Berdasarkan hasil penyelidikan, para pelaku diduga beraksi secara berkelompok dengan jumlah sekitar tiga hingga empat orang.

Modus yang digunakan terbilang serupa. Para pelaku diduga memasuki toko melalui bagian atap dengan cara memanjat, kemudian merusak atap atau plafon untuk membuka akses menuju bagian dalam toko.

Setelah berhasil masuk, barang-barang yang berada di dalam toko kemudian diduga diambil dan dimasukkan ke dalam karung.

Dalam menjalankan aksinya, kelompok tersebut juga diduga membawa sejumlah peralatan untuk membongkar toko.

Polisi mengamankan sejumlah alat yang diduga berkaitan dengan aksi tersebut, di antaranya linggis, cutter, tang pemotong besi, obeng, kunci letter Y, hingga senjata tajam jenis golok.

Rokok hingga Kosmetik Diamankan

Dari hasil pengungkapan, polisi turut mengamankan sejumlah barang bukti yang diduga berkaitan dengan tindak pidana tersebut.

Barang bukti itu antara lain berbagai jenis rokok, cokelat, celana dalam, kosmetik dan personal care, tas, serta kantong belanja Alfamart.

Petugas juga mengamankan berbagai peralatan yang diduga digunakan untuk membongkar toko serta satu unit sepeda motor Honda Vario yang diduga berkaitan dengan aktivitas para pelaku.

Niko mengatakan, penyidikan masih terus dikembangkan, termasuk mengejar seorang pelaku yang kini masuk dalam DPO.

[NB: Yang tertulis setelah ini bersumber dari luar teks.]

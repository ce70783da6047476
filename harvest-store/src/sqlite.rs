//! SQLite-backed document store.
//!
//! Documents are stored whole as JSON text. The table is created on connect if
//! it does not exist; there is no other schema.
use crate::DocumentStore;
use anyhow::{Context, Result};
use async_trait::async_trait;
use chrono::{DateTime, Utc};
use serde_json::Value;
use sqlx::sqlite::{SqliteConnectOptions, SqlitePoolOptions};
use sqlx::{Row, SqlitePool};
use std::str::FromStr;
use tracing::{debug, info};
use uuid::Uuid;

/// A document read back from the store.
#[derive(Debug, Clone)]
pub struct StoredDocument {
    pub id: String,
    pub collection: String,
    pub document: Value,
    pub inserted_at: DateTime<Utc>,
}

pub struct SqliteDocumentStore {
    pool: SqlitePool,
    database: String,
}

impl SqliteDocumentStore {
    /// Open (creating if missing) the SQLite file at `url` and scope all
    /// reads and writes to the logical `database` name.
    pub async fn connect(url: &str, database: &str) -> Result<Self> {
        let opts = SqliteConnectOptions::from_str(url)
            .with_context(|| format!("invalid sqlite url: {url}"))?
            .create_if_missing(true);
        // A single connection keeps `sqlite::memory:` databases coherent.
        let pool = SqlitePoolOptions::new()
            .max_connections(1)
            .connect_with(opts)
            .await
            .context("failed to open document store")?;

        ensure_schema(&pool).await?;
        debug!(database, "store.connected");

        Ok(Self {
            pool,
            database: database.to_string(),
        })
    }

    pub fn database(&self) -> &str {
        &self.database
    }

    /// Every document of `collection`, oldest first.
    pub async fn find_all(&self, collection: &str) -> Result<Vec<StoredDocument>> {
        let rows = sqlx::query(
            r#"
            SELECT id, collection, body, inserted_at
            FROM documents
            WHERE db_name = ? AND collection = ?
            ORDER BY seq ASC
            "#,
        )
        .bind(&self.database)
        .bind(collection)
        .fetch_all(&self.pool)
        .await?;

        rows.into_iter()
            .map(|row| -> Result<StoredDocument> {
                let body: String = row.try_get("body")?;
                Ok(StoredDocument {
                    id: row.try_get("id")?,
                    collection: row.try_get("collection")?,
                    document: serde_json::from_str(&body)
                        .context("stored document is not valid JSON")?,
                    inserted_at: row.try_get("inserted_at")?,
                })
            })
            .collect()
    }

    pub async fn close(self) {
        self.pool.close().await;
    }
}

#[async_trait]
impl DocumentStore for SqliteDocumentStore {
    async fn insert_one(&self, collection: &str, document: &Value) -> Result<String> {
        let id = Uuid::new_v4().to_string();
        let body = serde_json::to_string(document)?;

        let res = sqlx::query(
            r#"
            INSERT INTO documents (id, db_name, collection, body, inserted_at)
            VALUES (?, ?, ?, ?, ?)
            "#,
        )
        .bind(&id)
        .bind(&self.database)
        .bind(collection)
        .bind(&body)
        .bind(Utc::now())
        .execute(&self.pool)
        .await
        .with_context(|| format!("insert into {}.{collection} failed", self.database))?;

        info!(
            id = %id,
            database = %self.database,
            collection,
            bytes = body.len(),
            rows_affected = res.rows_affected(),
            "store.insert_one"
        );
        Ok(id)
    }
}

async fn ensure_schema(pool: &SqlitePool) -> Result<()> {
    sqlx::query(
        r#"
        CREATE TABLE IF NOT EXISTS documents (
            seq         INTEGER PRIMARY KEY AUTOINCREMENT,
            id          TEXT NOT NULL UNIQUE,
            db_name     TEXT NOT NULL,
            collection  TEXT NOT NULL,
            body        TEXT NOT NULL,
            inserted_at TEXT NOT NULL
        )
        "#,
    )
    .execute(pool)
    .await
    .context("failed to create documents table")?;

    sqlx::query(
        "CREATE INDEX IF NOT EXISTS documents_collection_idx ON documents (db_name, collection)",
    )
    .execute(pool)
    .await
    .context("failed to create documents index")?;

    Ok(())
}

/// Connect, insert one document, and close again.
pub async fn send_to_store(
    url: &str,
    database: &str,
    collection: &str,
    document: &Value,
) -> Result<String> {
    let store = SqliteDocumentStore::connect(url, database).await?;
    let inserted = store.insert_one(collection, document).await;
    store.close().await;
    inserted
}
//! Document-store sink for harvest runs.
//!
//! A run ends by writing exactly one [`RunRecord`] into one collection. The
//! [`DocumentStore`] trait is the seam; [`SqliteDocumentStore`] keeps documents as
//! JSON text in a single `documents` table keyed by logical database and
//! collection name.
use anyhow::Result;
use async_trait::async_trait;
use serde_json::Value;

pub mod record;
pub mod sqlite;

pub use record::RunRecord;
pub use sqlite::{send_to_store, SqliteDocumentStore, StoredDocument};

#[async_trait]
pub trait DocumentStore: Send + Sync {
    /// Insert one new document and return its generated id. Never upserts.
    async fn insert_one(&self, collection: &str, document: &Value) -> Result<String>;
}
//! Shared observability helpers for binaries and integration tests.
//!
//! The logging initializer centralises our `tracing` setup so that every
//! binary emits into the same rolling file sink. Call [`init_logging`] once
//! near process start; later callers are no-ops and simply receive the
//! resolved log file path.

use std::path::{Path, PathBuf};
use std::str::FromStr;
use std::sync::OnceLock;

use anyhow::Context;
use chrono::Local;
use serde::Deserialize;
use tracing_appender::non_blocking::WorkerGuard;
use tracing_appender::rolling;
use tracing_subscriber::{fmt, layer::SubscriberExt, util::SubscriberInitExt, EnvFilter, Layer};

static LOG_GUARD: OnceLock<WorkerGuard> = OnceLock::new();
static LOG_PATH: OnceLock<PathBuf> = OnceLock::new();

const LOG_DIR_ENV: &str = "HARVEST_LOG_DIR";

/// Output encoding for structured logs.
#[derive(Debug, Clone, Copy, PartialEq, Eq, Default, Deserialize)]
#[serde(rename_all = "lowercase")]
pub enum LogFormat {
    #[default]
    Text,
    Json,
}

impl FromStr for LogFormat {
    type Err = anyhow::Error;

    fn from_str(raw: &str) -> Result<Self, Self::Err> {
        match raw.trim().to_ascii_lowercase().as_str() {
            "text" => Ok(Self::Text),
            "json" => Ok(Self::Json),
            other => anyhow::bail!("unknown log format: {other}"),
        }
    }
}

/// Configuration passed to [`init_logging`].
#[derive(Debug, Clone)]
pub struct LogConfig {
    /// Logical name of the component (used for defaults and file names).
    pub app_name: String,
    /// Optional explicit directory for log output. If `None`, we consult
    /// `HARVEST_LOG_DIR` and finally fall back to `~/.local/share/<app_name>`.
    pub log_dir: Option<PathBuf>,
    /// Whether to duplicate events to `stderr` in addition to the file sink.
    pub emit_stderr: bool,
    pub format: LogFormat,
    /// Default filter applied when `RUST_LOG` is unset.
    pub default_filter: String,
}

impl Default for LogConfig {
    fn default() -> Self {
        Self {
            app_name: "harvest".into(),
            log_dir: None,
            emit_stderr: false,
            format: LogFormat::Text,
            default_filter: "info".into(),
        }
    }
}

/// Initialise the global `tracing` subscriber.
///
/// Returns the concrete log file path for the current day. Subsequent calls
/// hand back the originally resolved location without touching the subscriber.
pub fn init_logging(config: LogConfig) -> anyhow::Result<PathBuf> {
    if let Some(path) = LOG_PATH.get() {
        return Ok(path.clone());
    }

    let resolved_dir = resolve_log_dir(&config.app_name, config.log_dir.as_deref());
    std::fs::create_dir_all(&resolved_dir)
        .with_context(|| format!("failed to create log directory: {}", resolved_dir.display()))?;

    let log_filename = format!("{}.log", config.app_name);
    let today = Local::now().format("%Y-%m-%d").to_string();
    let full_path = resolved_dir.join(format!("{log_filename}.{today}"));

    let appender = rolling::daily(&resolved_dir, &log_filename);
    let (writer, guard) = tracing_appender::non_blocking(appender);
    let _ = LOG_GUARD.set(guard);

    let env_filter = EnvFilter::try_from_default_env()
        .unwrap_or_else(|_| EnvFilter::new(&config.default_filter));

    let mut layers = Vec::new();
    match config.format {
        LogFormat::Text => {
            layers.push(fmt::layer().with_writer(writer).with_ansi(false).boxed());
            if config.emit_stderr {
                layers.push(fmt::layer().with_writer(std::io::stderr).boxed());
            }
        }
        LogFormat::Json => {
            layers.push(fmt::layer().json().with_writer(writer).boxed());
            if config.emit_stderr {
                layers.push(fmt::layer().json().with_writer(std::io::stderr).boxed());
            }
        }
    }

    tracing_subscriber::registry()
        .with(layers)
        .with(env_filter)
        .try_init()
        .map_err(|e| anyhow::anyhow!("tracing setup failed: {e}"))?;

    tracing::debug!(path = %full_path.display(), format = ?config.format, "logging.initialized");

    let _ = LOG_PATH.set(full_path.clone());
    Ok(full_path)
}

fn resolve_log_dir(app_name: &str, explicit: Option<&Path>) -> PathBuf {
    if let Some(dir) = explicit {
        return expand_home(dir);
    }

    if let Ok(env_dir) = std::env::var(LOG_DIR_ENV) {
        return expand_home(Path::new(&env_dir));
    }

    default_data_dir(app_name)
}

fn expand_home(path: &Path) -> PathBuf {
    if let Some(rest) = path.to_str().and_then(|s| s.strip_prefix("~/")) {
        if let Ok(home) = std::env::var("HOME") {
            return PathBuf::from(home).join(rest);
        }
    }
    path.to_path_buf()
}

fn default_data_dir(app_name: &str) -> PathBuf {
    match std::env::var("HOME") {
        Ok(home) => PathBuf::from(home)
            .join(".local")
            .join("share")
            .join(app_name),
        Err(_) => PathBuf::from(".").join(app_name),
    }
}
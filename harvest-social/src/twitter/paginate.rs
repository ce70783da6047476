//! Page loop over the full-archive search.
//!
//! The first request carries no token. Every later request waits
//! [`PaginationOptions::page_delay`] and then sends the token returned by the
//! previous page. Each page's arrays are appended to one [`Aggregate`]. The loop
//! ends when a page comes back without a token, or when the posts accumulated so
//! far exceed the cap. The cap is checked after appending, so the result can
//! overshoot it by up to one page. There is no page limit.
//!
//! A failed request ends the loop with that error and the pages gathered so far
//! are dropped.
use crate::error::SocialError;
use crate::twitter::client::{DEFAULT_PAGE_SIZE, TwitterApi};
use crate::twitter::extract::extract_page;
use crate::twitter::types::{Aggregate, SearchQuery};
use async_trait::async_trait;
use serde_json::Value;
use std::time::Duration;
use tokio::time::sleep;

/// Fixed pause between search pages for rate-limit compliance.
pub const DEFAULT_PAGE_DELAY: Duration = Duration::from_millis(3100);

/// Anything that can hand back raw search pages by continuation token.
#[async_trait]
pub trait SearchSource: Send + Sync {
    async fn fetch_page(&self, next_token: Option<&str>) -> Result<Value, SocialError>;
}

#[derive(Debug, Clone)]
pub struct PaginationOptions {
    pub page_delay: Duration,
    pub page_size: u32,
}

impl Default for PaginationOptions {
    fn default() -> Self {
        Self {
            page_delay: DEFAULT_PAGE_DELAY,
            page_size: DEFAULT_PAGE_SIZE,
        }
    }
}

/// A [`TwitterApi`] bound to one query.
pub struct ArchiveSearch<'a> {
    api: &'a TwitterApi,
    query: &'a SearchQuery,
    page_size: u32,
}

impl<'a> ArchiveSearch<'a> {
    pub fn new(api: &'a TwitterApi, query: &'a SearchQuery, page_size: u32) -> Self {
        Self {
            api,
            query,
            page_size,
        }
    }
}

#[async_trait]
impl SearchSource for ArchiveSearch<'_> {
    async fn fetch_page(&self, next_token: Option<&str>) -> Result<Value, SocialError> {
        self.api
            .search_all(self.query, next_token, self.page_size)
            .await
    }
}

/// Whether another page should be requested.
///
/// ```
/// use harvest_social::twitter::should_continue;
///
/// assert!(should_continue(500, None, Some("tok")));
/// assert!(should_continue(100, Some(100), Some("tok")));
/// assert!(!should_continue(101, Some(100), Some("tok")));
/// assert!(!should_continue(0, None, None));
/// ```
pub fn should_continue(total_posts: usize, max_posts: Option<usize>, next_token: Option<&str>) -> bool {
    next_token.is_some() && max_posts.is_none_or(|cap| total_posts <= cap)
}

/// Drain `source` page by page into one [`Aggregate`].
pub async fn retrieve<S>(
    source: &S,
    max_posts: Option<usize>,
    options: &PaginationOptions,
) -> Result<Aggregate, SocialError>
where
    S: SearchSource + ?Sized,
{
    let mut aggregate = Aggregate::default();
    let mut next_token: Option<String> = None;
    let mut page = 0usize;

    loop {
        if page > 0 {
            sleep(options.page_delay).await;
        }
        page += 1;

        let mut extract = extract_page(source.fetch_page(next_token.as_deref()).await?);
        next_token = extract.next_token.take();

        tracing::info!(
            page,
            tweets = extract.tweets.len(),
            users = extract.users.len(),
            places = extract.places.len(),
            tweets_info = extract.tweets_info.len(),
            errors = extract.errors.len(),
            media = extract.media.len(),
            has_next_token = next_token.is_some(),
            "twitter.search.page"
        );

        aggregate.absorb(extract);

        if !should_continue(aggregate.post_count(), max_posts, next_token.as_deref()) {
            break;
        }
    }

    tracing::info!(
        pages = page,
        total_posts = aggregate.post_count(),
        capped = next_token.is_some(),
        "twitter.search.done"
    );
    Ok(aggregate)
}

/// Run `query` against the full-archive endpoint until exhausted or capped.
pub async fn retrieve_keyword_spatial(
    api: &TwitterApi,
    query: &SearchQuery,
    options: &PaginationOptions,
) -> Result<Aggregate, SocialError> {
    tracing::info!(
        query = %query.query_string(),
        start = %query.start(),
        end = %query.end(),
        max_posts = ?query.max_posts(),
        "twitter.search.start"
    );
    let source = ArchiveSearch::new(api, query, options.page_size);
    retrieve(&source, query.max_posts(), options).await
}

#[cfg(test)]
mod tests {
    use super::*;
    use harvest_http::HttpError;
    use serde_json::json;
    use std::collections::VecDeque;
    use std::sync::Mutex;

    /// Hands out canned pages in order and records the token of every call.
    struct ScriptedSource {
        pages: Mutex<VecDeque<Result<Value, SocialError>>>,
        seen_tokens: Mutex<Vec<Option<String>>>,
    }

    impl ScriptedSource {
        fn new(pages: Vec<Result<Value, SocialError>>) -> Self {
            Self {
                pages: Mutex::new(pages.into()),
                seen_tokens: Mutex::new(Vec::new()),
            }
        }

        fn seen_tokens(&self) -> Vec<Option<String>> {
            self.seen_tokens.lock().unwrap().clone()
        }
    }

    #[async_trait]
    impl SearchSource for ScriptedSource {
        async fn fetch_page(&self, next_token: Option<&str>) -> Result<Value, SocialError> {
            self.seen_tokens
                .lock()
                .unwrap()
                .push(next_token.map(str::to_owned));
            self.pages
                .lock()
                .unwrap()
                .pop_front()
                .expect("source asked for more pages than scripted")
        }
    }

    fn page(first_id: usize, posts: usize, token: Option<&str>) -> Value {
        let data: Vec<Value> = (first_id..first_id + posts)
            .map(|i| json!({"id": i.to_string(), "text": format!("post {i}")}))
            .collect();
        let mut page = json!({
            "data": data,
            "includes": {"users": [{"id": format!("u{first_id}")}]},
            "meta": {"result_count": posts}
        });
        if let Some(t) = token {
            page["meta"]["next_token"] = json!(t);
        }
        page
    }

    fn no_delay() -> PaginationOptions {
        PaginationOptions {
            page_delay: Duration::ZERO,
            ..Default::default()
        }
    }

    #[test]
    fn continuation_predicate_table() {
        assert!(should_continue(10_000, None, Some("t")));
        assert!(should_continue(50, Some(100), Some("t")));
        assert!(should_continue(100, Some(100), Some("t")));
        assert!(!should_continue(101, Some(100), Some("t")));
        assert!(!should_continue(0, Some(100), None));
        assert!(!should_continue(0, None, None));
    }

    #[tokio::test]
    async fn stops_when_token_runs_out() {
        let source = ScriptedSource::new(vec![
            Ok(page(0, 60, Some("p2"))),
            Ok(page(60, 60, None)),
        ]);

        let agg = retrieve(&source, Some(100), &no_delay()).await.unwrap();

        assert_eq!(agg.post_count(), 120);
        assert_eq!(agg.users.len(), 2);
        assert_eq!(source.seen_tokens(), vec![None, Some("p2".to_string())]);
    }

    #[tokio::test]
    async fn stops_once_cap_is_exceeded_even_with_token() {
        let source = ScriptedSource::new(vec![
            Ok(page(0, 30, Some("p2"))),
            Ok(page(30, 30, Some("p3"))),
            Ok(page(60, 30, Some("p4"))),
        ]);

        let agg = retrieve(&source, Some(50), &no_delay()).await.unwrap();

        assert_eq!(agg.post_count(), 60);
        assert_eq!(source.seen_tokens().len(), 2);
    }

    #[tokio::test]
    async fn reaching_cap_exactly_still_continues() {
        let source = ScriptedSource::new(vec![
            Ok(page(0, 50, Some("p2"))),
            Ok(page(50, 10, None)),
        ]);

        let agg = retrieve(&source, Some(50), &no_delay()).await.unwrap();
        assert_eq!(agg.post_count(), 60);
    }

    #[tokio::test]
    async fn unbounded_run_follows_every_token() {
        let source = ScriptedSource::new(vec![
            Ok(page(0, 100, Some("a"))),
            Ok(page(100, 100, Some("b"))),
            Ok(page(200, 100, Some("c"))),
            Ok(page(300, 5, None)),
        ]);

        let agg = retrieve(&source, None, &no_delay()).await.unwrap();

        assert_eq!(agg.post_count(), 305);
        assert_eq!(
            source.seen_tokens(),
            vec![
                None,
                Some("a".to_string()),
                Some("b".to_string()),
                Some("c".to_string())
            ]
        );
    }

    #[tokio::test]
    async fn keeps_page_order_and_duplicates() {
        let user = json!({"id": "42", "username": "alice"});
        let first = json!({
            "data": [{"id": "1"}, {"id": "2"}],
            "includes": {"users": [user.clone()], "media": [{"media_key": "m1"}]},
            "meta": {"next_token": "t"}
        });
        let second = json!({
            "data": [{"id": "3"}],
            "includes": {"users": [user.clone()], "places": [{"id": "p"}], "tweets": [{"id": "q"}]},
            "errors": [{"title": "Authorization Error"}]
        });
        let source = ScriptedSource::new(vec![Ok(first), Ok(second)]);

        let agg = retrieve(&source, None, &no_delay()).await.unwrap();

        let ids: Vec<&str> = agg.tweets.iter().map(|t| t["id"].as_str().unwrap()).collect();
        assert_eq!(ids, ["1", "2", "3"]);
        assert_eq!(agg.users, vec![user.clone(), user]);
        assert_eq!(agg.places.len(), 1);
        assert_eq!(agg.tweets_info.len(), 1);
        assert_eq!(agg.errors.len(), 1);
        assert_eq!(agg.media.len(), 1);
    }

    #[tokio::test]
    async fn empty_first_page_ends_the_run() {
        let source = ScriptedSource::new(vec![Ok(json!({"meta": {"result_count": 0}}))]);
        let agg = retrieve(&source, Some(100), &no_delay()).await.unwrap();
        assert_eq!(agg, Aggregate::default());
    }

    #[tokio::test]
    async fn failure_mid_run_discards_progress() {
        let source = ScriptedSource::new(vec![
            Ok(page(0, 10, Some("p2"))),
            Err(SocialError::Http(HttpError::Network("connection reset".into()))),
        ]);

        let err = retrieve(&source, None, &no_delay()).await.unwrap_err();
        assert!(matches!(err, SocialError::Http(HttpError::Network(_))));
    }

    #[tokio::test(start_paused = true)]
    async fn waits_between_pages_but_not_before_the_first() {
        let source = ScriptedSource::new(vec![
            Ok(page(0, 1, Some("p2"))),
            Ok(page(1, 1, Some("p3"))),
            Ok(page(2, 1, None)),
        ]);
        let started = tokio::time::Instant::now();

        retrieve(&source, None, &PaginationOptions::default())
            .await
            .unwrap();

        let elapsed = started.elapsed();
        assert!(elapsed >= DEFAULT_PAGE_DELAY * 2);
        assert!(elapsed < DEFAULT_PAGE_DELAY * 2 + Duration::from_millis(50));
    }
}
use anyhow::Result;
use harvest_common::observability::init_logging;
use harvest_config::{HarvestConfig, HarvestConfigLoader};
mod harvest;

const CONFIG_FILE: &str = "harvest.yaml";

#[tokio::main(flavor = "current_thread")]
async fn main() -> Result<()> {
    // File is optional; HARVEST_* env vars win over it.
    let cfg: HarvestConfig = HarvestConfigLoader::new()
        .with_optional_file(CONFIG_FILE)
        .load()?;

    init_logging(cfg.logging.to_log_config(harvest::APP_NAME))?;

    // Without a store there is nowhere to report the outcome of the run.
    cfg.validate_store()?;

    let record = harvest::execute(&cfg).await;
    let id = harvest::persist(&cfg, &record).await?;

    tracing::info!(
        id = %id,
        was_successful = record.was_successful,
        collection = %cfg.store.collection,
        "run.finished"
    );
    Ok(())
}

“Ketiga tersangka telah diamankan di Polres Garut untuk menjalani proses penyidikan lebih lanjut. Sementara terhadap satu pelaku lainnya, kami telah menerbitkan DPO dan masih melakukan upaya pencarian,” ujar Niko.

Bukan Sekadar Dua TKP

Yang mengejutkan, hasil pendalaman penyidik menunjukkan kelompok yang diduga menjadi spesialis bongkar toko tersebut tidak hanya beraksi di dua lokasi.

Polisi menyebut komplotan tersebut diduga telah melakukan aksi serupa di 19 tempat kejadian perkara (TKP) di wilayah Kabupaten Garut.

Temuan tersebut membuat penyidik masih melakukan pengembangan untuk mengungkap kemungkinan lokasi lain maupun keterlibatan pihak lainnya.

“Kemudian setelah dilakukan pendalaman, komplotan spesialis bongkar toko ini sebelumnya sudah melakukan aksinya dengan jumlah TKP 19 di wilayah Kabupaten Garut,” kata Niko.

Atas dugaan perbuatannya, para tersangka disangkakan Pasal 477 Ayat (2) Undang-Undang Nomor 1 Tahun 2023 tentang Kitab Undang-Undang Hukum Pidana (KUHP), dengan ancaman pidana penjara paling lama 9 tahun.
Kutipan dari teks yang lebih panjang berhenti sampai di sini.